This well-known story about time travel revolves around a business called Time Safari, Inc. Time Safari promises to take people back in time so they can hunt prehistoric animals, such as a Tyrannosaurus rex.

In order to avoid a time paradox, they are very careful to leave history undisturbed on the principle that even the slightest change can cause major changes in the future. Travellers are only allowed to shoot animals that are already about to die, and they are required to stay on a path which hovers slightly above the ground. Hunting trophies are not taken; no souvenir is allowed except a photograph of the hunter standing next to the dead monster.

[edit] Plot summary

Spoiler warning: Plot and/or ending details follow.

In the story, a hunter simply known as "Eckels" is about to embark on his trip. A democratic man named Keith had just won the presidential election the day before, defeating a supposed dictator named Deutscher. Eckels seems jittery in the time machine, and when he sees the tyrannosaurus, he seems scared and declares killing the dinosaur impossible, and wants to leave. His guide, Travis, who is trying to kill the dinosaur himself, tells him he can leave, but Eckels goes the wrong way and veers off the path. Travis and his assistant, Lesperance, manage to kill the dinosaur but when they go back to the time machine Travis is furious when he sees Eckels' boots, realizing he went off the path. Travis threatens to leave Eckels in the past, but he lets him back on if Eckels removes the bullets from the dinosaur's body, as they couldn't be left in the past.

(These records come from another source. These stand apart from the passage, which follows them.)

//! Text extraction: turns an uploaded resume into plain text.
//!
//! Dispatches on the declared document type. Every path resolves to an
//! `ExtractionResult`: parser failures (and parser panics on hostile input)
//! become `Failure`, they never escape to the caller.

pub mod docx;
pub mod pdf;

use std::panic::{catch_unwind, AssertUnwindSafe};

use bytes::Bytes;
use serde::Serialize;
use thiserror::Error;
use tracing::{debug, warn};

pub const MIME_PDF: &str = "application/pdf";
pub const MIME_DOCX: &str =
    "application/vnd.openxmlformats-officedocument.wordprocessingml.document";
pub const MIME_PLAIN_TEXT: &str = "text/plain";

const MIME_OCTET_STREAM: &str = "application/octet-stream";

// ────────────────────────────────────────────────────────────────────────────
// Data models
// ────────────────────────────────────────────────────────────────────────────

/// Declared format of an uploaded document.
#[derive(Debug, Clone, Copy, PartialEq, Eq, Serialize)]
#[serde(rename_all = "snake_case")]
pub enum DocumentType {
    Pdf,
    Docx,
    PlainText,
    Unknown,
}

impl DocumentType {
    /// Maps a MIME type to a document type. Parameters (`; charset=...`) and
    /// case are ignored.
    pub fn from_mime(mime: &str) -> Self {
        let essence = mime
            .split(';')
            .next()
            .unwrap_or_default()
            .trim()
            .to_ascii_lowercase();

        match essence.as_str() {
            MIME_PDF => DocumentType::Pdf,
            MIME_DOCX => DocumentType::Docx,
            MIME_PLAIN_TEXT => DocumentType::PlainText,
            _ => DocumentType::Unknown,
        }
    }

    /// Resolves the type of an upload from its declared content type, falling
    /// back to the file extension when the client sent no usable type.
    pub fn detect(content_type: Option<&str>, file_name: &str) -> Self {
        match content_type.map(str::trim) {
            Some(ct) if !ct.is_empty() && !is_octet_stream(ct) => Self::from_mime(ct),
            _ => mime_guess::from_path(file_name)
                .first()
                .map(|mime| Self::from_mime(mime.essence_str()))
                .unwrap_or(DocumentType::Unknown),
        }
    }

    pub fn mime(&self) -> Option<&'static str> {
        match self {
            DocumentType::Pdf => Some(MIME_PDF),
            DocumentType::Docx => Some(MIME_DOCX),
            DocumentType::PlainText => Some(MIME_PLAIN_TEXT),
            DocumentType::Unknown => None,
        }
    }
}

fn is_octet_stream(content_type: &str) -> bool {
    content_type
        .split(';')
        .next()
        .map(|essence| essence.trim().eq_ignore_ascii_case(MIME_OCTET_STREAM))
        .unwrap_or(false)
}

/// A resume as received from the client. Lives only for one evaluation.
#[derive(Debug, Clone)]
pub struct UploadedDocument {
    pub content: Bytes,
    pub declared_type: DocumentType,
    pub name: String,
    pub size_bytes: usize,
    /// Content type as sent by the client, if any.
    pub content_type: Option<String>,
}

impl UploadedDocument {
    pub fn new(name: impl Into<String>, declared_type: DocumentType, content: Bytes) -> Self {
        let size_bytes = content.len();
        Self {
            content,
            declared_type,
            name: name.into(),
            size_bytes,
            content_type: None,
        }
    }

    pub fn with_content_type(mut self, content_type: Option<String>) -> Self {
        self.content_type = content_type;
        self
    }

    /// The MIME type used to describe this upload: the client's declared type
    /// when it is usable, otherwise a guess from the file extension.
    pub fn content_type_label(&self) -> String {
        match self.content_type.as_deref().map(str::trim) {
            Some(ct) if !ct.is_empty() && !is_octet_stream(ct) => ct.to_string(),
            _ => mime_guess::from_path(&self.name)
                .first()
                .map(|mime| mime.essence_str().to_string())
                .unwrap_or_else(|| "unknown".to_string()),
        }
    }
}

#[derive(Debug, Clone, PartialEq, Eq, Error)]
pub enum ExtractionFailure {
    #[error("unsupported document type")]
    UnsupportedType,

    #[error("malformed document: {0}")]
    MalformedDocument(String),
}

/// Outcome of extraction. `Text` may be empty when the document holds no text.
#[derive(Debug, Clone, PartialEq, Eq)]
pub enum ExtractionResult {
    Text(String),
    Failure(ExtractionFailure),
}

/// Parser-level errors. Collapsed into `ExtractionFailure::MalformedDocument`
/// at the `extract` boundary.
#[derive(Debug, Error)]
pub enum DocumentError {
    #[error("PDF parsing failed: {0}")]
    Pdf(#[from] lopdf::Error),

    #[error("DOCX archive error: {0}")]
    Archive(#[from] zip::result::ZipError),

    #[error("DOCX XML error: {0}")]
    Xml(#[from] quick_xml::Error),

    #[error("I/O error: {0}")]
    Io(#[from] std::io::Error),

    #[error("text is not valid UTF-8: {0}")]
    Encoding(#[from] std::str::Utf8Error),

    #[error("{part} inflates beyond {limit} bytes")]
    PartTooLarge { part: &'static str, limit: u64 },
}

// ────────────────────────────────────────────────────────────────────────────
// Extraction
// ────────────────────────────────────────────────────────────────────────────

/// Extracts plain text from an uploaded document.
pub fn extract(doc: &UploadedDocument) -> ExtractionResult {
    let parse: fn(&[u8]) -> Result<String, DocumentError> = match doc.declared_type {
        DocumentType::Pdf => pdf::extract_pdf_text,
        DocumentType::Docx => docx::extract_docx_text,
        DocumentType::PlainText => decode_plain_text,
        DocumentType::Unknown => {
            return ExtractionResult::Failure(ExtractionFailure::UnsupportedType);
        }
    };

    let outcome = catch_unwind(AssertUnwindSafe(|| parse(&doc.content)));

    match outcome {
        Ok(Ok(text)) => {
            debug!(
                document = %doc.name,
                kind = ?doc.declared_type,
                chars = text.chars().count(),
                "Extracted document text"
            );
            ExtractionResult::Text(text)
        }
        Ok(Err(e)) => {
            warn!(document = %doc.name, kind = ?doc.declared_type, "Extraction failed: {e}");
            ExtractionResult::Failure(ExtractionFailure::MalformedDocument(e.to_string()))
        }
        Err(_) => {
            warn!(document = %doc.name, kind = ?doc.declared_type, "Document parser panicked");
            ExtractionResult::Failure(ExtractionFailure::MalformedDocument(
                "document parser aborted on malformed input".to_string(),
            ))
        }
    }
}

fn decode_plain_text(data: &[u8]) -> Result<String, DocumentError> {
    let text = std::str::from_utf8(data)?;
    Ok(text.strip_prefix('\u{feff}').unwrap_or(text).to_string())
}
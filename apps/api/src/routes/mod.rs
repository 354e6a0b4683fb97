pub mod health;

use std::any::Any;

use axum::{
    extract::DefaultBodyLimit,
    response::{IntoResponse, Response},
    routing::{get, post},
    Router,
};
use tower_http::catch_panic::CatchPanicLayer;

use crate::errors::AppError;
use crate::evaluation::handlers;
use crate::state::AppState;

pub fn build_router(state: AppState) -> Router {
    let max_upload_bytes = state.config.max_upload_bytes;

    Router::new()
        .route("/health", get(health::health_handler))
        // Evaluation API
        .route(
            "/api/v1/evaluations",
            post(handlers::handle_evaluate).layer(DefaultBodyLimit::max(max_upload_bytes)),
        )
        .with_state(state)
        .layer(CatchPanicLayer::custom(panic_response))
}

/// A panicking handler answers with the standard 500 envelope instead of
/// dropping the connection.
fn panic_response(panic: Box<dyn Any + Send + 'static>) -> Response {
    let detail = panic
        .downcast_ref::<&str>()
        .map(|s| s.to_string())
        .or_else(|| panic.downcast_ref::<String>().cloned())
        .unwrap_or_else(|| "unknown panic".to_string());

    AppError::Internal(anyhow::anyhow!("request handler panicked: {detail}")).into_response()
}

Upon returning to the present, Eckels notices subtle changes. English is now spelled phonetically, people and buildings are different, and, worst of all, Deutscher has won the election. Looking at his boots, Eckels finds a crushed butterfly, apparently the cause of the changes. He pleads to Travis to go back into the past, but Travis refuses and fires his rifle. It is left untold what he shoots, although it is presumed that he kills Eckels. The dark ending is the meaning of the title: the story's final words are "There was a sound of thunder".

[edit] Meaning

The story is a fictional exploration of what later came to be called the Butterfly Effect (or "sensitive dependence upon initial conditions," in the words of Edward Lorenz) through the literary device of time travel. Interestingly, the story pre-dates the work of Edward Lorenz by nearly 10 years, long before the term was coined and the principles understood by the scientific community. It is not clear that the origin of the term is in any way related to Bradbury's story, since the scientific term refers to the notion of changes in global weather patterns caused by tiny disturbances introduced by a butterfly flapping its wings, rather than to the effects of killing a butterfly as in Bradbury's story. (Also, Lorenz originally referred to the flapping of a seagull's wings, and only later changed it to a butterfly.) The same effect occurs in planetary dynamics and was studied by Henri Poincaré in the 1900s, but not under its modern name. These subjects are grouped into the mathematical field of chaos theory. There is a third variation where a non-linear connection of three variables in the work of Lorentz graphically takes the form of a Butterfly shape.

Spoilers end here.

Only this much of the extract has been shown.